What you tried to say was I was claiming that since it worked for me it was therefore good. That isn't the case. I'm saying because it worked for me AND EVERYBODY ELSE, it's therefore good.
I have noticed that too. With some managed services you are trading a set of generally understood problems with a lot of quirky behavior of the service that's very hard to debug.
The daily/monthly maintenance cycle on a self hosted SQL server is “generally understood” but you still have to wake up, check your security patches, and monitor your redeployments.
You can do some of that in an automated fashion with public security updates for your containers and such. But if monitoring detects an anomaly, it’s YOU, not Heroku who gets paged.
It’s a little like owning a house vs renting. Yes if you rent you have to work around the existing building, and getting small things fixed is a process. But if the pipes explode, you make a phone call and it’s someone else’s problem. You didn’t eliminate your workload, but you shrunk the domain you need to personally be on call for.

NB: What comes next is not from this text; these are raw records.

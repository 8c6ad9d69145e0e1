//! Discount arithmetic
//!
//! Percentage helpers shared by promotion pricing, the cart service fee and
//! product markdown badges.

use decimal_percentage::Percentage;
use rust_decimal::{
    Decimal, RoundingStrategy,
    prelude::{FromPrimitive, ToPrimitive},
};
use thiserror::Error;

/// Errors specific to discount calculations.
#[derive(Debug, Error, PartialEq)]
pub enum DiscountError {
    /// Percentage calculation could not be safely converted.
    #[error("percentage conversion overflowed or was not finite")]
    PercentConversion,
}

/// Calculate `percent` of an amount in minor units, rounded to the nearest
/// minor unit (midpoint away from zero).
///
/// # Errors
///
/// Returns [`DiscountError::PercentConversion`] if the result cannot be
/// represented in minor units.
pub fn percent_of_minor(percent: &Percentage, minor: i64) -> Result<i64, DiscountError> {
    let minor = Decimal::from_i64(minor).ok_or(DiscountError::PercentConversion)?;

    // `Percentage` only exposes its value through multiplication.
    ((*percent) * Decimal::ONE)
        .checked_mul(minor)
        .ok_or(DiscountError::PercentConversion)?
        .round_dp_with_strategy(0, RoundingStrategy::MidpointAwayFromZero)
        .to_i64()
        .ok_or(DiscountError::PercentConversion)
}

/// Express `part` as whole percent points of `whole`, rounded half up and
/// capped to `0..=100`.
///
/// A zero or negative `whole` yields `0` rather than dividing by zero.
pub fn ratio_percent_points(part: i64, whole: i64) -> u32 {
    if whole <= 0 || part <= 0 {
        return 0;
    }

    Decimal::from(part)
        .checked_div(Decimal::from(whole))
        .and_then(|ratio| ratio.checked_mul(Decimal::ONE_HUNDRED))
        .map(|points| points.round_dp_with_strategy(0, RoundingStrategy::MidpointAwayFromZero))
        .and_then(|points| points.to_u32())
        .map_or(100, |points| points.min(100))
}

/// Round a percent-points value (e.g. `12.5`) to whole points within `0..=100`.
pub fn whole_percent_points(points: Decimal) -> u32 {
    points
        .round_dp_with_strategy(0, RoundingStrategy::MidpointAwayFromZero)
        .clamp(Decimal::ZERO, Decimal::ONE_HUNDRED)
        .to_u32()
        .unwrap_or_default()
}

/// Convert percent points (`20` meaning 20%) into a [`Percentage`] fraction.
pub fn percentage_from_points(points: Decimal) -> Percentage {
    Percentage::from(points / Decimal::ONE_HUNDRED)
}

#[cfg(test)]
mod tests {
    use testresult::TestResult;

    use super::*;

    #[test]
    fn service_fee_on_an_odd_subtotal() -> TestResult {
        let fee = percentage_from_points(Decimal::from(10));

        // Rp 12.345,05
        assert_eq!(percent_of_minor(&fee, 1_234_505)?, 123_451);
        assert_eq!(percent_of_minor(&fee, 1_234_500)?, 123_450);

        Ok(())
    }

    #[test]
    fn fractional_points_round_half_away_from_zero() -> TestResult {
        let markdown = percentage_from_points(Decimal::new(125, 1));

        assert_eq!(percent_of_minor(&markdown, 100_020)?, 12_503);
        assert_eq!(percent_of_minor(&markdown, 4)?, 1);

        Ok(())
    }

    #[test]
    fn results_beyond_minor_units_are_rejected() {
        let markup = percentage_from_points(Decimal::from(250));

        assert_eq!(
            percent_of_minor(&markup, i64::MAX),
            Err(DiscountError::PercentConversion)
        );
    }

    #[test]
    fn ratio_percent_points_rounds_and_caps() {
        assert_eq!(ratio_percent_points(15_000, 50_000), 30);
        assert_eq!(ratio_percent_points(1, 3), 33);
        assert_eq!(ratio_percent_points(1, 200), 1);
        assert_eq!(ratio_percent_points(90_000, 50_000), 100);
    }

    #[test]
    fn ratio_percent_points_of_zero_whole_is_zero() {
        assert_eq!(ratio_percent_points(15_000, 0), 0);
        assert_eq!(ratio_percent_points(0, 10_000), 0);
    }

    #[test]
    fn whole_percent_points_clamps() {
        assert_eq!(whole_percent_points(Decimal::new(125, 1)), 13);
        assert_eq!(whole_percent_points(Decimal::from(150)), 100);
        assert_eq!(whole_percent_points(Decimal::from(-5)), 0);
    }
}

I've found & reported a bug in RDS whereby spatial indexes just didn't work; merely hinting the server to not use the spatial index would return results, but hinting it to use the spatial index would get nothing. (Spatial indexes were, admittedly, brand new at the time.)
I've had bugs w/ S3: technically the service is up, but trivial GETs from the bucket take 140 seconds to complete, rendering our service effectively down.

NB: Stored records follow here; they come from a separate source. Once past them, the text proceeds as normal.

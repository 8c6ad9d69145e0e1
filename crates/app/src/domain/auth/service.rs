//! Auth service.

use async_trait::async_trait;
use mockall::automock;
use tracing::{info, warn};

use crate::{
    api::{Access, ApiClient, ApiError, ApiRequest, DecodeError},
    domain::auth::models::{AuthPayload, Credentials, NewAccount},
    session::{SessionUser, Token},
};

const AUTH_KEYS: &[&str] = &[];
const PROFILE_KEYS: &[&str] = &["user"];

#[derive(Debug, Clone)]
pub struct HttpAuthService {
    client: ApiClient,
}

impl HttpAuthService {
    #[must_use]
    pub fn new(client: ApiClient) -> Self {
        Self { client }
    }

    fn establish(&self, payload: AuthPayload) -> Result<(SessionUser, bool), ApiError> {
        let Some(token) = payload.token.and_then(Token::new) else {
            return Ok((payload.user, false));
        };

        self.client.session().establish(&token, &payload.user)?;

        Ok((payload.user, true))
    }
}

#[async_trait]
impl AuthService for HttpAuthService {
    async fn login(&self, credentials: Credentials) -> Result<SessionUser, ApiError> {
        credentials.validate()?;

        // a stored token would turn a rejected password into SessionExpired
        self.client.session().clear()?;

        let payload: AuthPayload = self
            .client
            .item(
                ApiRequest::post("/login").json(credentials.to_json()),
                Access::Public,
                AUTH_KEYS,
            )
            .await?;

        let (user, signed_in) = self.establish(payload)?;

        if !signed_in {
            return Err(DecodeError::Missing("token").into());
        }

        info!(user = user.id, role = ?user.role, "signed in");

        Ok(user)
    }

    async fn register(&self, account: NewAccount) -> Result<SessionUser, ApiError> {
        account.validate()?;

        let payload: AuthPayload = self
            .client
            .item(
                ApiRequest::post("/register").json(account.to_json()),
                Access::Public,
                AUTH_KEYS,
            )
            .await?;

        let (user, signed_in) = self.establish(payload)?;

        info!(user = user.id, signed_in, "account registered");

        Ok(user)
    }

    async fn logout(&self) -> Result<(), ApiError> {
        let outcome = self
            .client
            .call(ApiRequest::post("/auth/logout"), Access::Authenticated)
            .await;

        if let Err(error) = outcome {
            warn!(%error, "server logout failed, signing out locally");
        }

        self.client.session().clear()?;

        info!("signed out");

        Ok(())
    }

    async fn profile(&self) -> Result<SessionUser, ApiError> {
        let user: SessionUser = self
            .client
            .item(
                ApiRequest::get("/auth/profile"),
                Access::Authenticated,
                PROFILE_KEYS,
            )
            .await?;

        self.client.session().remember_user(&user)?;

        Ok(user)
    }
}

#[automock]
#[async_trait]
pub trait AuthService: Send + Sync {
    /// Sign in and store the token and user, replacing any current session.
    async fn login(&self, credentials: Credentials) -> Result<SessionUser, ApiError>;

    /// Create a customer account. Signs in when the server hands back a
    /// token.
    async fn register(&self, account: NewAccount) -> Result<SessionUser, ApiError>;

    /// Sign out on the server, then locally. The local session is cleared
    /// even when the server call fails.
    async fn logout(&self) -> Result<(), ApiError>;

    /// Fetch the signed-in user and refresh the cached copy.
    async fn profile(&self) -> Result<SessionUser, ApiError>;
}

I've found & worked w/ AWS to fix a bug in ELB's HTTP handling.
All of these were problems with the service, since in each case it's failing to correctly implement some well-understood protocol. AWS is not perfect. (Still, it is worth it, IMO. But the parent is right: you are trading one set of issues for another, and it's worth knowing that and thinking about it and what is right for you.)
Further, didn't I say that it's trading one set of issues for another? Or at least, I explicitly agreed with that.

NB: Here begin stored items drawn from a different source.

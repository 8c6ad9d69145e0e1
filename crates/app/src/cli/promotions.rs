use bengkel::{
    products::ProductId,
    promotions::{Promotion, PromotionDiscount, PromotionId},
};
use bengkel_app::{context::AppContext, domain::promotions::PromotionDraft};
use clap::{Args, Subcommand};
use jiff::{Zoned, civil::Date};
use rust_decimal::Decimal;

use crate::cli::{failed, money};

#[derive(Debug, Args)]
pub(crate) struct PromotionsCommand {
    #[command(subcommand)]
    command: PromotionsSubcommand,
}

#[derive(Debug, Subcommand)]
enum PromotionsSubcommand {
    /// List promotions with the price of every covered product
    List {
        /// Price as of this date (YYYY-MM-DD); today when omitted
        #[arg(long)]
        on: Option<Date>,
    },

    /// Admin: start a promotion
    Create(DraftArgs),

    /// Admin: change a promotion
    Update {
        /// Promotion ID
        id: PromotionId,

        #[command(flatten)]
        draft: DraftArgs,
    },

    /// Admin: remove a promotion
    Delete {
        /// Promotion ID
        id: PromotionId,
    },
}

#[derive(Debug, Args)]
struct DraftArgs {
    /// Campaign name
    #[arg(long)]
    name: String,

    /// Discount type (percentage, fixed)
    #[arg(long = "type", value_name = "TYPE")]
    discount_type: String,

    /// Percent off, or rupiah off for fixed discounts
    #[arg(long)]
    value: Decimal,

    /// First day (YYYY-MM-DD)
    #[arg(long)]
    start: Date,

    /// Last day, inclusive (YYYY-MM-DD)
    #[arg(long)]
    end: Date,

    /// Save switched off
    #[arg(long)]
    inactive: bool,

    /// Covered product IDs
    #[arg(long = "product", value_name = "PRODUCT")]
    products: Vec<ProductId>,
}

impl DraftArgs {
    fn into_draft(self) -> Result<PromotionDraft, String> {
        let discount = PromotionDiscount::from_parts(&self.discount_type, self.value)
            .map_err(|error| format!("invalid discount: {error}"))?;

        Ok(PromotionDraft {
            name: self.name,
            discount,
            start_date: self.start,
            end_date: self.end,
            is_active: !self.inactive,
            product_ids: self.products,
        })
    }
}

pub(crate) async fn run(context: &AppContext, command: PromotionsCommand) -> Result<(), String> {
    match command.command {
        PromotionsSubcommand::List { on } => {
            let today = on.unwrap_or_else(|| Zoned::now().date());

            let promotions = context
                .promotions
                .list_promotions()
                .await
                .map_err(|error| failed("list promotions", &error))?;

            if promotions.is_empty() {
                println!("no promotions");
            }

            for promotion in &promotions {
                print_promotion(promotion, today)?;
            }
        }
        PromotionsSubcommand::Create(args) => {
            let promotion = context
                .promotions
                .create_promotion(args.into_draft()?)
                .await
                .map_err(|error| failed("create promotion", &error))?;

            println!("created promotion {} ({})", promotion.id, promotion.name);
        }
        PromotionsSubcommand::Update { id, draft } => {
            let promotion = context
                .promotions
                .update_promotion(id, draft.into_draft()?)
                .await
                .map_err(|error| failed("update promotion", &error))?;

            println!("updated promotion {} ({})", promotion.id, promotion.name);
        }
        PromotionsSubcommand::Delete { id } => {
            context
                .promotions
                .delete_promotion(id)
                .await
                .map_err(|error| failed("delete promotion", &error))?;

            println!("deleted promotion {id}");
        }
    }

    Ok(())
}

fn print_promotion(promotion: &Promotion, today: Date) -> Result<(), String> {
    let state = if promotion.is_running_on(today) {
        "running"
    } else {
        "not running"
    };

    let discount = match promotion.discount {
        PromotionDiscount::Fixed(amount) => format!("{} off", money(&amount)),
        PromotionDiscount::Percentage(points) => format!("{}% off", points.normalize()),
    };

    println!(
        "{}\t{}\t{discount}\t{} to {}\t{state}",
        promotion.id, promotion.name, promotion.start_date, promotion.end_date
    );

    let prices = promotion
        .resolved_prices(today)
        .map_err(|error| format!("failed to price promotion {}: {error}", promotion.id))?;

    for (product, resolved) in prices {
        println!(
            "  {}\t{} -> {} (-{}%)",
            product.name,
            money(&product.price),
            money(&resolved.final_price),
            resolved.discount_percent
        );
    }

    Ok(())
}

I feel like you didn't read what I wrote honestly, and kind of came in with your own agenda. All I ever said was that the issues you trade off are orchestration issues vs. operational issues, and operational issues are 10x harder than orchestration issues because you don't get to decide when to work on operational issues, you tend to have to deal with them when they happen.
What deathanatos wrote sounds awfully like problems with the service to me.
I don’t think S3 taking 100+ seconds to respond to a GET request can be solved by orchestration alone.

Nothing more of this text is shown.